In fact, if you produce a rabbit from a hat, your audience has not been educated at all, they have been entertained. Worse case they have been un-educated, since the success of the rabbit trick involves misdirection of attention away from the essentials.

My position is that when teaching the first steps in data science, it is important not to simplify out the essentials. Here, two points are key:

First, students must learn to judge the worth of algorithms in terms of the real-world applications that they enable. With this I do not mean to say that all science must be applied science. Rather, the point is that data science does not exist in a vacuum. Instead, the data originally came from somewhere. It is connected to something that happened in the real-world. Ultimately, the analysis of the data scientist must be relevant to that "somewhere", be it a physical phenomenon or a group of people.

Second, students must learn the limitations of the algorithms. Understanding an algorithm means also understanding what it cannot be used for, where it necessarily breaks down.

At a magic show, it would be ridiculous if a magician announced that his magic trick is oriented towards the real-world application of creating a rabbit for rabbit soup. And no magician would display alternative hats from which no rabbit could possibly be pulled. And yet, as data science teachers, this is precisely what we need to do. It is essential that our students know exactly what an algorithm is attempting to accomplish, and the conditions that cause failure.

Yesterday, was the final day of the Multimedia Information Retrieval Workshop at CCRMA at Stanford, and Steve Tjoa gave a live demo of a simple music identification algorithm. It struck me as a great example of how to teach data science.
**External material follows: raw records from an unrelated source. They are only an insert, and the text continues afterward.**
#![allow(deprecated)] // Command::cargo_bin

use assert_cmd::Command;
use predicates::prelude::*;
use std::fs;
use tempfile::TempDir;

const VALID: &str = r#"
application:
  name: myapp
  servers:
    master:
      master: true
    workers:
      count: 2
  app:
    web:
      servers: [master]
      domain: example.com
      subdomain: www
      port: 3000
provider:
  hetzner: { server_type: cx22, server_location: fsn1 }
"#;

fn write_config(contents: &str) -> (TempDir, std::path::PathBuf) {
    let dir = TempDir::new().unwrap();
    let path = dir.path().join("shipyard.yaml");
    fs::write(&path, contents).unwrap();
    (dir, path)
}

fn shipyard() -> Command {
    Command::cargo_bin("shipyard").unwrap()
}

#[test]
fn help_lists_every_command() {
    shipyard()
        .arg("--help")
        .assert()
        .success()
        .stdout(predicate::str::contains("deploy"))
        .stdout(predicate::str::contains("delete"))
        .stdout(predicate::str::contains("validate"));
}

#[test]
fn delete_help_mentions_strict() {
    shipyard()
        .args(["delete", "--help"])
        .assert()
        .success()
        .stdout(predicate::str::contains("--strict"));
}

#[test]
fn offline_validate_accepts_a_good_config() {
    let (_dir, path) = write_config(VALID);

    shipyard()
        .arg("validate")
        .arg("--offline")
        .arg("--config")
        .arg(&path)
        .assert()
        .success()
        .stdout(predicate::str::contains("Configuration is valid"))
        .stdout(predicate::str::contains("servers.master"))
        .stdout(predicate::str::contains("(master)"))
        .stdout(predicate::str::contains("https://www.example.com"));
}

#[test]
fn branch_renames_the_application() {
    let (_dir, path) = write_config(VALID);

    shipyard()
        .args(["validate", "--offline", "--branch", "feature-x", "--config"])
        .arg(&path)
        .assert()
        .success()
        .stdout(predicate::str::contains("myapp-feature-x"))
        .stdout(predicate::str::contains("https://feature-x-www.example.com"));
}

#[test]
fn validate_rejects_two_masters() {
    let (_dir, path) = write_config(&VALID.replace("count: 2", "master: true"));

    shipyard()
        .args(["validate", "--offline", "--config"])
        .arg(&path)
        .assert()
        .failure()
        .stderr(predicate::str::contains("Invalid configuration"));
}

#[test]
fn validate_reports_a_missing_file() {
    let dir = TempDir::new().unwrap();

    shipyard()
        .args(["validate", "--offline", "--config"])
        .arg(dir.path().join("missing.yaml"))
        .assert()
        .failure()
        .stderr(predicate::str::contains("config file not found"));
}

#[test]
fn online_validate_needs_a_token() {
    let (_dir, path) = write_config(VALID);

    temp_env::with_var_unset("HCLOUD_TOKEN", || {
        shipyard()
            .env_remove("HCLOUD_TOKEN")
            .args(["validate", "--config"])
            .arg(&path)
            .assert()
            .failure()
            .stderr(predicate::str::contains("HCLOUD_TOKEN"));
    });
}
As workshop participants we saw that they algorithm is tightly connected to reality (it was identifying excerpts of pieces that he played right there in the classroom on his violin), and his demo showed its limitations (it did not always work).

This exposition did not simplify out the essentials. Students experiencing such a live demo learn the algorithm, but they also learn how to use and how to extend it.

We were blown away not so much by the cool algorithm, but by the fact that we really grasped what was going on.

Experiences like this are solid first steps for data science students, and will lead to great places.

Postscript:

That evening, one of my colleagues asked me if I still wrote on my blog. No, I said, I had a bit of writer's block. I had been trying to write a post on Jeff Dean's keynote at ACM RecSys 2014, "Large Scale Machine Learning for Predictive Tasks", and failing miserably. The keynote troubled me, and I was attempting to formulate a post that could constructively explain why. Ten months past.

With the example of Steve's live demo it became clear why my main problem was with the keynote. It contained nothing that I could demonstrate was literally wrong. It was simply a huge missed opportunity.

Since ACM RecSys is a recommender system conference, many people in the room were being thinking about natural language processing and computer vision problems for the first time. The keynote did not connect its algorithms to the source of the data and possible applications. Afterwards, the audience was none the wiser concerning the limitations of the algorithms it discussed.

I suppose some would try to convince me that when listening to a keynote (as opposed to a lecture) I need to stop being a teacher, and go into magic watching mode, meaning that I would, suspend my disbelief. "That sort of makes sense, it looks pretty good" Dean said to wrap up his exposition of paragraph vectors of Wikipedia articles.

https://www.youtube.com/watch?v=Zuwf6WXgffQ&feature=youtu.be&t=4m20s

If you watch at the deep link, you see that he would like to convince us that we should be happy because the algorithm has landed music articles far away from computer science.

In the end, I can only hope that the YouTube video of the keynote is no one's first steps in data science.

Independently of a particular application, landing music far away from computer science is also just not my kind of magic trick.